The non-performing loan ratio increased marginally from 0.78 per cent to 0.82 per cent (however, the definition of ‘non-performing’ changed on 1 January 2022 because of the implementation of the new prudential standard APS 220 Credit Risk Management) while charges for bad and doubtful debts increased by 52 per cent over the March quarter to $0.9 billion.

This continued the reversal in trend over 2022 where releases in provisions raised during the pandemic resulted in a negative charge for bad and doubtful debts, APRA noted.

Provisioning coverage increased by 3 bps, which the regulator said reflected “industry expectations of a deterioration in asset quality due to the effects of elevated inflation, higher interest rates, and an uncertain economic outlook”.

Cost-to-income ratios fall

The APRA data also confirmed that ADIs’ cost-to-income ratios had fallen.

Several bank chief executives have previously flagged that large discounts and high cashback offers in the refinance space had resulted in mortgages being written below the cost of capital and the APRA stats showed that bank cost-to-income ratios decreased by 3.7 percentage points to 50.5 per cent over the year.

Although operating expenses increased by 3.2 per cent, this was outpaced by increases in net interest income, it found.

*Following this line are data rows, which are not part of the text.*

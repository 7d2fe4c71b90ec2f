//! db-router
//!
//! A data-access layer that maps typed records to relational tables through
//! per-type compiled descriptors and routes every operation across named
//! connection providers: master/replica split, sticky replica reads, and
//! graceful provider retirement.
//!
//! Read-your-writes is NOT guaranteed across the master/replica boundary;
//! sticky selection only pins all reads of one unit of work to the same
//! replica. That weak-consistency tradeoff is deliberate.

pub mod config;
pub mod db;
pub mod error;
pub mod models;
pub mod query;
pub mod schema;

pub use config::{DatabaseKind, PoolOptions, ProviderSpec, RouterConfig};
pub use db::{
    Connection, ConnectionProvider, DEFAULT_KEY, DataSourceRouter, RoutingContext, SqlxProvider,
    build_router,
};
pub use error::{DalError, DalResult};
pub use models::{Row, Value};
pub use query::{Query, UpdateOutcome};
pub use schema::{ColumnSpec, Entity, EntityMeta, InsertMode, TableDescriptor};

Net profit after tax increased by 7.7 per cent over the year ended March 2023 to $41.2 billion, while return on equity (ROE) increased by 0.6 percentage points.

APRA said that profitability was expected to “stabilise” over coming quarters though, as a result of slowing cash rate rises, continued competition, and rising provisions.

Overall, the data showed that the profitability, asset quality, capital, and liquidity positions of ADIs remained strong.

Total assets and liabilities were broadly unchanged over the quarter at $6.1 trillion and $5.7 trillion, respectively.

Deposits growth outpaced that of loans and advances.

[Related: Mortgage arrears lift amid tightening serviceability]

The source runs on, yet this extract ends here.